- Problem to solve
Lines from the top of the entries through the line that has "changes once assigned." must be duplicated exactly, and no others.

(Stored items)
• • • • • • •

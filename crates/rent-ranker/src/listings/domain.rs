use std::fmt;

use base64::engine::general_purpose::STANDARD;
use base64::Engine as _;
use serde::{Deserialize, Deserializer, Serialize, Serializer};
use serde_json::Value;

use super::metrics::DerivedMetrics;
use super::scoring::ScoreComponent;

/// Identifier assigned by the listing store. Never changes once assigned.
#[derive(Debug, Clone, Copy, PartialEq, Eq, PartialOrd, Ord, Hash, Serialize, Deserialize)]
#[serde(transparent)]
pub struct ListingId(pub u64);

impl fmt::Display for ListingId {
    fn fmt(&self, f: &mut fmt::Formatter<'_>) -> fmt::Result {
        write!(f, "{}", self.0)
    }
}

/// One tracked rental unit together with the user's annotations.
#[derive(Debug, Clone, PartialEq, Serialize, Deserialize)]
pub struct Listing {
    pub id: ListingId,
    pub address: String,
    #[serde(default)]
    pub url: Option<String>,
    #[serde(default)]
    pub price: Option<f64>,
    #[serde(default)]
    pub square_footage: Option<u32>,
    #[serde(default)]
    pub bedrooms: Option<f64>,
    #[serde(default)]
    pub bathrooms: Option<f64>,
    #[serde(default = "default_occupant_count", alias = "roommates")]
    pub occupant_count: u32,
    #[serde(default)]
    pub utility_estimate: Option<f64>,
    #[serde(default)]
    pub date_available: Option<String>,
    #[serde(default)]
    pub distance: Option<f64>,
    #[serde(default)]
    pub overall_rating: Rating,
    #[serde(default)]
    pub group: GroupTag,
    #[serde(default)]
    pub contacted: bool,
    #[serde(default)]
    pub applied: bool,
    #[serde(default)]
    pub comments: String,
    #[serde(default)]
    pub image: Option<ListingImage>,
    #[serde(flatten)]
    pub metrics: DerivedMetrics,
    #[serde(default)]
    pub score: Option<f64>,
    #[serde(default, skip_serializing_if = "Vec::is_empty")]
    pub score_components: Vec<ScoreComponent>,
}

pub(crate) const fn default_occupant_count() -> u32 {
    1
}

impl Listing {
    /// Empty record used as the base that creation payloads are merged into.
    /// The store replaces the placeholder identifier on insert.
    pub fn blank() -> Self {
        Self {
            id: ListingId(0),
            address: String::new(),
            url: None,
            price: None,
            square_footage: None,
            bedrooms: None,
            bathrooms: None,
            occupant_count: default_occupant_count(),
            utility_estimate: None,
            date_available: None,
            distance: None,
            overall_rating: Rating::default(),
            group: GroupTag::default(),
            contacted: false,
            applied: false,
            comments: String::new(),
            image: None,
            metrics: DerivedMetrics::default(),
            score: None,
            score_components: Vec::new(),
        }
    }

    /// Recompute cost per area and cost per occupant from the raw fields.
    pub fn refresh_metrics(&mut self) {
        self.metrics = DerivedMetrics::derive(
            self.price,
            self.square_footage,
            self.utility_estimate,
            self.occupant_count,
        );
    }

    /// Address key used to detect duplicate entries of the same unit.
    pub fn address_key(&self) -> String {
        normalize_address(&self.address)
    }
}

pub(crate) fn normalize_address(value: &str) -> String {
    let cleaned = value.replace(['\u{feff}', '\u{200b}'], "");
    let collapsed = cleaned.split_whitespace().collect::<Vec<_>>().join(" ");
    collapsed.to_lowercase()
}

/// User rating on a 1–10 scale. Anything outside the scale collapses to the default.
#[derive(Debug, Clone, Copy, PartialEq, Eq, PartialOrd, Ord, Hash, Serialize)]
#[serde(transparent)]
pub struct Rating(u8);

impl Rating {
    pub const MIN: u8 = 1;
    pub const MAX: u8 = 10;
    pub const DEFAULT: Rating = Rating(5);

    pub fn new(value: i64) -> Option<Self> {
        if (i64::from(Self::MIN)..=i64::from(Self::MAX)).contains(&value) {
            u8::try_from(value).ok().map(Rating)
        } else {
            None
        }
    }

    /// Parse a loosely typed rating, falling back to the default when it is
    /// missing, fractional, out of range, or not a number.
    pub fn from_value(value: &Value) -> (Self, bool) {
        let parsed = match value {
            Value::Number(number) => number
                .as_i64()
                .or_else(|| number.as_f64().filter(|f| f.fract() == 0.0).map(|f| f as i64)),
            Value::String(raw) => raw.trim().parse::<i64>().ok(),
            _ => None,
        };

        match parsed.and_then(Self::new) {
            Some(rating) => (rating, true),
            None => (Self::DEFAULT, false),
        }
    }

    pub const fn get(self) -> u8 {
        self.0
    }
}

impl Default for Rating {
    fn default() -> Self {
        Self::DEFAULT
    }
}

impl<'de> Deserialize<'de> for Rating {
    fn deserialize<D>(deserializer: D) -> Result<Self, D::Error>
    where
        D: Deserializer<'de>,
    {
        let value = Value::deserialize(deserializer)?;
        Ok(Rating::from_value(&value).0)
    }
}

/// Colour tag users group listings under.
#[derive(Debug, Clone, Copy, Default, PartialEq, Eq, PartialOrd, Ord, Hash, Serialize, Deserialize)]
#[serde(rename_all = "lowercase")]
pub enum GroupTag {
    #[default]
    #[serde(rename = "none")]
    Unassigned,
    Red,
    Blue,
    Green,
    Yellow,
    Purple,
}

impl GroupTag {
    pub const ALL: [GroupTag; 6] = [
        GroupTag::Unassigned,
        GroupTag::Red,
        GroupTag::Blue,
        GroupTag::Green,
        GroupTag::Yellow,
        GroupTag::Purple,
    ];

    pub const fn label(self) -> &'static str {
        match self {
            GroupTag::Unassigned => "none",
            GroupTag::Red => "red",
            GroupTag::Blue => "blue",
            GroupTag::Green => "green",
            GroupTag::Yellow => "yellow",
            GroupTag::Purple => "purple",
        }
    }

    pub fn from_label(raw: &str) -> Option<Self> {
        let wanted = raw.trim();
        Self::ALL
            .into_iter()
            .find(|tag| tag.label().eq_ignore_ascii_case(wanted))
    }
}

impl fmt::Display for GroupTag {
    fn fmt(&self, f: &mut fmt::Formatter<'_>) -> fmt::Result {
        f.write_str(self.label())
    }
}

/// Decoded image bytes plus the media type they were submitted with.
///
/// Serialized as a `data:` URI so stored records stay self-describing.
#[derive(Clone, PartialEq, Eq)]
pub struct ListingImage {
    media_type: String,
    data: Vec<u8>,
}

#[derive(Debug, thiserror::Error, PartialEq, Eq)]
pub enum ImageDecodeError {
    #[error("image payload must be a data URI")]
    NotDataUri,
    #[error("image data URI must be base64 encoded")]
    NotBase64Encoded,
    #[error("invalid image media type '{0}'")]
    InvalidMediaType(String),
    #[error("invalid base64 image payload: {0}")]
    Payload(#[from] base64::DecodeError),
    #[error("image payload is empty")]
    Empty,
}

impl ListingImage {
    pub fn new(media_type: mime::Mime, data: Vec<u8>) -> Self {
        Self {
            media_type: media_type.essence_str().to_string(),
            data,
        }
    }

    /// Decode `data:<media-type>;base64,<payload>`.
    pub fn from_data_uri(raw: &str) -> Result<Self, ImageDecodeError> {
        let rest = raw
            .trim()
            .strip_prefix("data:")
            .ok_or(ImageDecodeError::NotDataUri)?;
        let (header, payload) = rest.split_once(',').ok_or(ImageDecodeError::NotDataUri)?;
        let media_type = header
            .strip_suffix(";base64")
            .ok_or(ImageDecodeError::NotBase64Encoded)?;

        let parsed: mime::Mime = media_type
            .parse()
            .map_err(|_| ImageDecodeError::InvalidMediaType(media_type.to_string()))?;
        if parsed.type_() != mime::IMAGE {
            return Err(ImageDecodeError::InvalidMediaType(media_type.to_string()));
        }

        let data = STANDARD.decode(payload.trim())?;
        if data.is_empty() {
            return Err(ImageDecodeError::Empty);
        }

        Ok(Self::new(parsed, data))
    }

    pub fn to_data_uri(&self) -> String {
        format!("data:{};base64,{}", self.media_type, STANDARD.encode(&self.data))
    }

    pub fn media_type(&self) -> &str {
        &self.media_type
    }

    pub fn bytes(&self) -> &[u8] {
        &self.data
    }
}

impl fmt::Debug for ListingImage {
    fn fmt(&self, f: &mut fmt::Formatter<'_>) -> fmt::Result {
        f.debug_struct("ListingImage")
            .field("media_type", &self.media_type)
            .field("len", &self.data.len())
            .finish()
    }
}

impl Serialize for ListingImage {
    fn serialize<S>(&self, serializer: S) -> Result<S::Ok, S::Error>
    where
        S: Serializer,
    {
        serializer.serialize_str(&self.to_data_uri())
    }
}

impl<'de> Deserialize<'de> for ListingImage {
    fn deserialize<D>(deserializer: D) -> Result<Self, D::Error>
    where
        D: Deserializer<'de>,
    {
        let raw = String::deserialize(deserializer)?;
        ListingImage::from_data_uri(&raw).map_err(serde::de::Error::custom)
    }
}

• • • • • • •

- Exercise response
filename crates/rent-ranker/src/listings/domain.rs
use std::fmt;

use base64::engine::general_purpose::STANDARD;
use base64::Engine as _;
use serde::{Deserialize, Deserializer, Serialize, Serializer};
use serde_json::Value;

use super::metrics::DerivedMetrics;
use super::scoring::ScoreComponent;

/// Identifier assigned by the listing store. Never changes once assigned.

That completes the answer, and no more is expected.